Information supplied ▸
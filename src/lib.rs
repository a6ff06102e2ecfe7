pub mod utils;
pub mod pipeline;
pub mod config;
pub mod error;
pub mod helper;
pub mod modules;
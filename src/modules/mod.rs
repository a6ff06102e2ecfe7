pub mod assets;
pub mod bone_mapper;
pub mod cleanup;
pub mod face_mesh_model;
pub mod landmark_detector;
pub mod mesh_io;
pub mod mocap;
pub mod rig_validation;
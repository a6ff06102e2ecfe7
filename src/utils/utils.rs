use nalgebra::Vector3;
use ndarray::Array2;

pub fn row_to_vector3(points: &Array2<f64>, idx: usize) -> Vector3<f64> {
    Vector3::new(points[[idx, 0]], points[[idx, 1]], points[[idx, 2]])
}

/// sub_row translates every point so that point `idx` lands on the origin.
pub fn sub_row(points: &Array2<f64>, idx: usize) -> Array2<f64> {
    let origin = points.row(idx).to_owned();
    points - &origin
}

pub fn array2_to_triples(points: &Array2<f64>) -> Vec<[f64; 3]> {
    points.rows().into_iter().map(|row| [row[0], row[1], row[2]]).collect()
}

pub fn array2_to_pairs(points: &Array2<f64>) -> Vec<[f64; 2]> {
    points.rows().into_iter().map(|row| [row[0], row[1]]).collect()
}
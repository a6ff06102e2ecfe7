use std::collections::BTreeMap;
use std::path::Path;
use nalgebra::{Matrix4, Point3};
use serde::{Deserialize, Serialize};
use tracing::{debug, info, warn};
use crate::error::error::{FacemeshError, Result};

pub const EYE_LEFT_BONE: &str = "eye.L";
pub const EYE_RIGHT_BONE: &str = "eye.R";

/// Mesh vertex indices a bone's endpoints snap to. `None` leaves the
/// endpoint where it is.
#[derive(Debug, Clone, Copy, Serialize, Deserialize, PartialEq, Eq)]
pub struct BoneEndpoints {
    pub head: Option<usize>,
    pub tail: Option<usize>,
}

/// Bone name to mesh vertex mapping for the fixed face-mesh topology.
#[derive(Debug, Clone, Default, PartialEq)]
pub struct BonePositionTable {
    bones: BTreeMap<String, BoneEndpoints>,
}

impl BonePositionTable {
    pub fn new(bones: BTreeMap<String, BoneEndpoints>) -> Self {
        BonePositionTable { bones }
    }

    /// from_value reads the `bone_positions` object of the rig mapping asset.
    /// Entries named `desc` carry documentation and are skipped.
    pub fn from_value(value: &serde_json::Value) -> Result<Self> {
        let entries = match value.as_object() {
            None => {
                return Err(FacemeshError::InvalidInput("bone_positions must be an object".to_string()))
            }
            Some(entries) => entries,
        };

        let mut bones = BTreeMap::new();
        for (name, entry) in entries {
            if name.eq_ignore_ascii_case("desc") {
                continue
            }
            let endpoints: BoneEndpoints = serde_json::from_value(entry.clone())?;
            bones.insert(name.clone(), endpoints);
        }
        debug!("bone position table with {} bones", bones.len());
        Ok(BonePositionTable { bones })
    }

    pub fn get(&self, name: &str) -> Option<&BoneEndpoints> {
        self.bones.get(name)
    }

    pub fn iter(&self) -> impl Iterator<Item = (&String, &BoneEndpoints)> {
        self.bones.iter()
    }

    pub fn len(&self) -> usize {
        self.bones.len()
    }

    pub fn is_empty(&self) -> bool {
        self.bones.is_empty()
    }
}

#[derive(Debug, Clone, Serialize, Deserialize, PartialEq)]
pub struct Bone {
    pub name: String,
    pub head: Point3<f64>,
    pub tail: Point3<f64>,
}

/// A rig skeleton in its own local space.
#[derive(Debug, Clone, Serialize, Deserialize, PartialEq)]
pub struct Armature {
    pub name: String,
    pub bones: Vec<Bone>,
    #[serde(default = "Matrix4::identity")]
    pub world_matrix: Matrix4<f64>,
    /// Set on metarigs: the name of the rig generated from it, once generated.
    #[serde(default)]
    pub rigify_target_rig: Option<String>,
    #[serde(default)]
    pub is_metarig: bool,
}

impl Armature {
    pub fn bone(&self, name: &str) -> Option<&Bone> {
        self.bones.iter().find(|b| b.name == name)
    }

    pub fn bone_mut(&mut self, name: &str) -> Option<&mut Bone> {
        self.bones.iter_mut().find(|b| b.name == name)
    }

    pub fn has_bone(&self, name: &str) -> bool {
        self.bone(name).is_some()
    }

    pub fn from_file(path: &Path) -> Result<Self> {
        let raw = std::fs::read_to_string(path)?;
        let armature: Armature = serde_json::from_str(&raw)?;
        debug!("loaded armature '{}' with {} bones from {:?}", armature.name, armature.bones.len(), path);
        Ok(armature)
    }

    pub fn save(&self, path: &Path) -> Result<()> {
        std::fs::write(path, serde_json::to_string_pretty(self)?)?;
        Ok(())
    }
}

/// A mesh placed in the scene: local vertex positions and its world transform.
#[derive(Debug, Clone, PartialEq)]
pub struct SceneMesh {
    pub vertices: Vec<Point3<f64>>,
    pub world_matrix: Matrix4<f64>,
}

impl SceneMesh {
    pub fn new(vertices: Vec<Point3<f64>>) -> Self {
        SceneMesh { vertices, world_matrix: Matrix4::identity() }
    }
}

/// World-space origins of the optional eye meshes.
#[derive(Debug, Clone, Copy, Default, PartialEq)]
pub struct EyePlacement {
    pub left: Option<Point3<f64>>,
    pub right: Option<Point3<f64>>,
}

#[derive(Debug, Clone, Default, PartialEq)]
pub struct RigReport {
    pub repositioned: Vec<String>,
    pub not_in_armature: Vec<String>,
    /// Eye bones with no eye mesh supplied; they need manual placement.
    pub missing_eyes: Vec<String>,
}

/// reposition_bones snaps armature bones onto face-mesh vertices.
///
/// Every bone present in both the table and the armature gets its head and
/// tail moved to the mapped vertex, carried from mesh-local space to
/// armature-local space. Eye bones are then moved to the supplied eye
/// origins, keeping their head-to-tail offset. All indices are checked before
/// anything is modified.
///
/// # Arguments
/// * `mesh` - reconstructed face mesh in the scene
/// * `armature` - rig to modify, `None` when no rig is selected
/// * `table` - bone to vertex mapping
/// * `eyes` - optional eye origins in world space
///
/// # Returns
/// * `RigReport`
pub fn reposition_bones(
    mesh: &SceneMesh,
    armature: Option<&mut Armature>,
    table: &BonePositionTable,
    eyes: &EyePlacement,
) -> Result<RigReport> {
    let armature = match armature {
        None => {
            return Err(FacemeshError::MissingPrerequisite("no rig selected".to_string()))
        }
        Some(armature) => armature,
    };

    let armature_inv = match armature.world_matrix.try_inverse() {
        None => {
            return Err(FacemeshError::NonInvertibleTransform(armature.name.clone()))
        }
        Some(inv) => inv,
    };
    let mesh_to_armature = armature_inv * mesh.world_matrix;

    let mut report = RigReport::default();
    let mut updates: Vec<(&str, Option<Point3<f64>>, Option<Point3<f64>>)> = Vec::with_capacity(table.len());

    for (name, endpoints) in table.iter() {
        if !armature.has_bone(name) {
            report.not_in_armature.push(name.clone());
            continue
        }
        let head = endpoints.head.map(|idx| vertex(mesh, idx)).transpose()?;
        let tail = endpoints.tail.map(|idx| vertex(mesh, idx)).transpose()?;
        updates.push((name.as_str(), head, tail));
    }

    for (name, head, tail) in updates {
        if let Some(bone) = armature.bone_mut(name) {
            if let Some(head) = head {
                bone.head = mesh_to_armature.transform_point(&head);
            }
            if let Some(tail) = tail {
                bone.tail = mesh_to_armature.transform_point(&tail);
            }
            report.repositioned.push(name.to_string());
        }
    }

    for (bone_name, location) in [(EYE_LEFT_BONE, eyes.left), (EYE_RIGHT_BONE, eyes.right)] {
        let location = match location {
            None => {
                report.missing_eyes.push(bone_name.to_string());
                continue
            }
            Some(location) => location,
        };
        match armature.bone_mut(bone_name) {
            None => report.not_in_armature.push(bone_name.to_string()),
            Some(bone) => {
                let new_head = armature_inv.transform_point(&location);
                let translation = bone.head - new_head;
                bone.tail -= translation;
                bone.head = new_head;
                debug!("moved {} onto eye origin {:?}", bone_name, location);
            }
        }
    }

    if !report.missing_eyes.is_empty() {
        warn!("no eye mesh for {:?}; place those bones manually", report.missing_eyes);
    }
    info!(
        "repositioned {} bones on '{}' ({} table bones not in the armature)",
        report.repositioned.len(), armature.name, report.not_in_armature.len()
    );
    Ok(report)
}

fn vertex(mesh: &SceneMesh, idx: usize) -> Result<Point3<f64>> {
    mesh.vertices
        .get(idx)
        .copied()
        .ok_or(FacemeshError::VertexIndexOutOfRange { index: idx, len: mesh.vertices.len() })
}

Directions for this task ▸ Which lines above hold the string "impl"? Please copy all of them.

Problem solution ▸
impl BonePositionTable {
    pub fn iter(&self) -> impl Iterator<Item = (&String, &BoneEndpoints)> {
impl Armature {
impl SceneMesh {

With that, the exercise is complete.